_Excerpted records_.
//! Blending two frames into an in-between frame.
//!
//! [`interpolate_frame`] is the only place frame fields are combined.
//! Continuous quantities are lerped, discrete ones are taken from one
//! side, and a few fields follow game-specific rules:
//!
//! - the clock stalls while both frames have a time bonus running
//! - marble kinematics snap across a teleport or respawn (MBP)
//! - looping platforms interpolate the short way around their path
//! - the countdown before `Play` accounts for the phase it belongs to
//!
//! `one` and `two` are the frames at ratio 0 and 1. Which of them is
//! older depends on [`PlaybackDirection`].

use rewind_core::{
    BindingContext, BindingStates, Frame, GameFlavor, MpState, PowerupTimers, RewindableState,
    StateValue, TeleportState,
};

use crate::config::PlaybackDirection;

/// Context the frame blend needs besides the two frames.
#[derive(Clone, Copy, Debug)]
pub struct InterpolationPolicy<'a> {
    /// Enables the MBP teleport, checkpoint, and egg rules.
    pub flavor: GameFlavor,
    /// Order of the operands.
    pub direction: PlaybackDirection,
    /// Total path time of each moving platform, in walk order. `None`
    /// until the mission has been walked; platforms are then dropped.
    pub path_durations: Option<&'a [f64]>,
}

impl<'a> InterpolationPolicy<'a> {
    /// A policy with no platform durations.
    pub fn new(flavor: GameFlavor, direction: PlaybackDirection) -> Self {
        Self {
            flavor,
            direction,
            path_durations: None,
        }
    }

    /// Attach platform durations.
    pub fn with_path_durations(mut self, durations: &'a [f64]) -> Self {
        self.path_durations = Some(durations);
        self
    }
}

// ── Scalar blends ──────────────────────────────────────────────────

/// Exact float lerp: equal endpoints and ratios 0 and 1 return an
/// endpoint unchanged.
pub fn lerp_f64(a: f64, b: f64, ratio: f64) -> f64 {
    if a == b {
        a
    } else if ratio == 1.0 {
        b
    } else {
        a + (b - a) * ratio
    }
}

/// Integer lerp truncating toward zero.
pub fn lerp_i32(a: i32, b: i32, ratio: f64) -> i32 {
    let (a, b) = (f64::from(a), f64::from(b));
    (a + (b - a) * ratio) as i32
}

fn lerp_f32(a: f32, b: f32, ratio: f64) -> f32 {
    lerp_f64(f64::from(a), f64::from(b), ratio) as f32
}

fn pick<T: Clone>(a: &T, b: &T, ratio: f64) -> T {
    if ratio > 0.5 {
        b.clone()
    } else {
        a.clone()
    }
}

fn lerp_ints(a: &[i32], b: &[i32], ratio: f64) -> Vec<i32> {
    a.iter()
        .zip(b)
        .map(|(&x, &y)| lerp_i32(x, y, ratio))
        .collect()
}

fn lerp_floats(a: &[f32], b: &[f32], ratio: f64) -> Vec<f32> {
    a.iter()
        .zip(b)
        .map(|(&x, &y)| lerp_f32(x, y, ratio))
        .collect()
}

// ── Moving platforms ───────────────────────────────────────────────

/// Blend one platform's state.
///
/// For looping targets the path position is periodic in `total`; when
/// the two positions straddle the wrap point in the direction of travel,
/// the blend goes through the wrap instead of back across the path.
pub fn interpolate_mp_state(
    one: MpState,
    two: MpState,
    total: f64,
    ratio: f64,
    direction: PlaybackDirection,
) -> MpState {
    let target = pick(&one.target_position, &two.target_position, ratio);
    let (a, b) = (one.path_position, two.path_position);
    let proposed = lerp_f32(a, b, ratio);
    let t = total as f32;
    let r = ratio as f32;

    let forward_wrap = || a + (b - a + t) * r;
    let backward_wrap = || t + a + (b - a - t) * r;

    let forward = target == MpState::LOOP_FORWARD;
    let backward = target == MpState::LOOP_BACKWARD;
    let wrapped = if t <= 0.0 {
        None
    } else {
        match direction {
            PlaybackDirection::Replay if forward && b < a => Some(forward_wrap()),
            PlaybackDirection::Replay if backward && a < b => Some(backward_wrap()),
            PlaybackDirection::Rewind if forward && a < b => Some(backward_wrap()),
            PlaybackDirection::Rewind if backward && b < a => Some(forward_wrap()),
            _ => None,
        }
    };

    let path_position = match wrapped {
        Some(mut p) => {
            while p > t {
                p -= t;
            }
            if !(0.0..t).contains(&p) {
                p = p.rem_euclid(t);
            }
            p
        }
        None => proposed,
    };
    MpState::new(path_position, target)
}

fn interpolate_mp_states(
    one: &[MpState],
    two: &[MpState],
    durations: &[f64],
    ratio: f64,
    direction: PlaybackDirection,
) -> Vec<MpState> {
    durations
        .iter()
        .zip(one.iter().zip(two))
        .map(|(&total, (&a, &b))| interpolate_mp_state(a, b, total, ratio, direction))
        .collect()
}

// ── Game-phase timer ───────────────────────────────────────────────

/// Offset between the countdown of `older` and that of the phase after it.
fn phase_offset(older: &str, newer: &str) -> Option<f64> {
    match (older, newer) {
        ("Start", "Ready") => Some(500.0),
        ("Ready", "Set") | ("Set", "Go") => Some(1500.0),
        ("Go", "Play") => Some(2000.0),
        _ => None,
    }
}

/// Blend `nextstatetime` across a phase change.
///
/// During rewind `two` is the older frame. When it is one phase behind
/// `one`, `one`'s countdown is shifted into `two`'s phase before lerping,
/// and shifted back while the result is still in `one`'s half.
pub fn interpolate_next_state_time(
    one: &Frame,
    two: &Frame,
    ratio: f64,
    direction: PlaybackDirection,
) -> i32 {
    let (a, b) = (f64::from(one.nextstatetime), f64::from(two.nextstatetime));
    let offset = match direction {
        PlaybackDirection::Rewind => phase_offset(&two.gamestate, &one.gamestate),
        PlaybackDirection::Replay => None,
    };
    let value = match offset {
        Some(off) => {
            let v = a + off + (b - a - off) * ratio;
            if ratio < 0.5 {
                v - off
            } else {
                v
            }
        }
        None => a + (b - a) * ratio,
    };
    value.floor() as i32
}

// ── MBP teleport ───────────────────────────────────────────────────

fn interpolate_teleport(one: &TeleportState, two: &TeleportState, ratio: f64) -> TeleportState {
    let delay = if one.counter != two.counter {
        pick(&one.delay, &two.delay, ratio)
    } else {
        lerp_i32(one.delay, two.delay, ratio)
    };
    let destination = if delay > 0 {
        if one.destination.is_empty() {
            two.destination.clone()
        } else {
            one.destination.clone()
        }
    } else {
        String::new()
    };
    TeleportState {
        delay,
        destination,
        counter: pick(&one.counter, &two.counter, ratio),
    }
}

/// True if the marble jumped between the two frames (MBP only).
pub fn is_discontinuous(one: &Frame, two: &Frame) -> bool {
    one.teleport.counter != two.teleport.counter
        || one.checkpoint.respawn_counter != two.checkpoint.respawn_counter
}

// ── Bindings ───────────────────────────────────────────────────────

fn interpolate_states<T: StateValue>(
    one: &[RewindableState<T>],
    two: &[RewindableState<T>],
    ratio: f64,
    delta: f64,
    ctx: &mut BindingContext<'_>,
) -> Vec<RewindableState<T>> {
    one.iter()
        .zip(two)
        .map(|(a, b)| ctx.interpolate(a, b, ratio, delta))
        .collect()
}

fn interpolate_binding_states(
    one: &BindingStates,
    two: &BindingStates,
    ratio: f64,
    delta: f64,
    ctx: &mut BindingContext<'_>,
) -> BindingStates {
    BindingStates {
        ints: interpolate_states(&one.ints, &two.ints, ratio, delta, ctx),
        floats: interpolate_states(&one.floats, &two.floats, ratio, delta, ctx),
        bools: interpolate_states(&one.bools, &two.bools, ratio, delta, ctx),
        strings: interpolate_states(&one.strings, &two.strings, ratio, delta, ctx),
    }
}

// ── Frame blend ────────────────────────────────────────────────────

/// Blend `one` (ratio 0) and `two` (ratio 1) into a new frame covering
/// `delta` milliseconds.
pub fn interpolate_frame(
    one: &Frame,
    two: &Frame,
    ratio: f64,
    delta: f64,
    policy: &InterpolationPolicy<'_>,
    ctx: &mut BindingContext<'_>,
) -> Frame {
    let platinum = policy.flavor.is_platinum();

    let ms = if one.timebonus > 0 && two.timebonus > 0 {
        one.ms.min(two.ms)
    } else {
        lerp_i32(one.ms, two.ms, ratio)
    };

    let (position, velocity, spin) = if platinum && is_discontinuous(one, two) {
        (
            pick(&one.position, &two.position, ratio),
            pick(&one.velocity, &two.velocity, ratio),
            pick(&one.spin, &two.spin, ratio),
        )
    } else {
        let lerp3 = |a: glam::DVec3, b: glam::DVec3| {
            glam::DVec3::new(
                lerp_f64(a.x, b.x, ratio),
                lerp_f64(a.y, b.y, ratio),
                lerp_f64(a.z, b.z, ratio),
            )
        };
        (
            lerp3(one.position, two.position),
            lerp3(one.velocity, two.velocity),
            lerp3(one.spin, two.spin),
        )
    };

    let timebonus = if one.tt_states != two.tt_states {
        two.timebonus
    } else {
        lerp_i32(one.timebonus, two.timebonus, ratio)
    };

    let mp_states = match policy.path_durations {
        Some(durations) => interpolate_mp_states(
            &one.mp_states,
            &two.mp_states,
            durations,
            ratio,
            policy.direction,
        ),
        None => Vec::new(),
    };

    let (teleport, checkpoint, egg_state) = if platinum {
        (
            interpolate_teleport(&one.teleport, &two.teleport, ratio),
            pick(&one.checkpoint, &two.checkpoint, ratio),
            pick(&one.egg_state, &two.egg_state, ratio),
        )
    } else {
        Default::default()
    };

    Frame {
        elapsed_time: lerp_i32(one.elapsed_time, two.elapsed_time, ratio),
        ms,
        delta_ms: delta as i32,
        position,
        velocity,
        spin,
        powerup: two.powerup,
        timebonus,
        mp_states,
        gemcount: two.gemcount,
        gem_states: two.gem_states.clone(),
        tt_states: two.tt_states.clone(),
        powerup_states: lerp_ints(&one.powerup_states, &two.powerup_states, ratio),
        gamestate: two.gamestate.clone(),
        lm_states: lerp_ints(&one.lm_states, &two.lm_states, ratio),
        nextstatetime: interpolate_next_state_time(one, two, ratio, policy.direction),
        active_powerup_states: PowerupTimers::from_vec(lerp_ints(
            &one.active_powerup_states,
            &two.active_powerup_states,
            ratio,
        )),
        gravity_dir: two.gravity_dir.clone(),
        trapdoor_dirs: two.trapdoor_dirs.clone(),
        trapdoor_open: lerp_ints(&one.trapdoor_open, &two.trapdoor_open, ratio),
        trapdoor_close: lerp_ints(&one.trapdoor_close, &two.trapdoor_close, ratio),
        trapdoor_pos: lerp_floats(&one.trapdoor_pos, &two.trapdoor_pos, ratio),
        teleport,
        checkpoint,
        egg_state,
        variable_states: interpolate_binding_states(
            &one.variable_states,
            &two.variable_states,
            ratio,
            delta,
            ctx,
        ),
        object_states: interpolate_binding_states(
            &one.object_states,
            &two.object_states,
            ratio,
            delta,
            ctx,
        ),
    }
}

_Goal of the exercise_.
Go line by line through the material above and return each one that includes "rules".

_Result of this exercise_.
//! side, and a few fields follow game-specific rules:
    /// Enables the MBP teleport, checkpoint, and egg rules.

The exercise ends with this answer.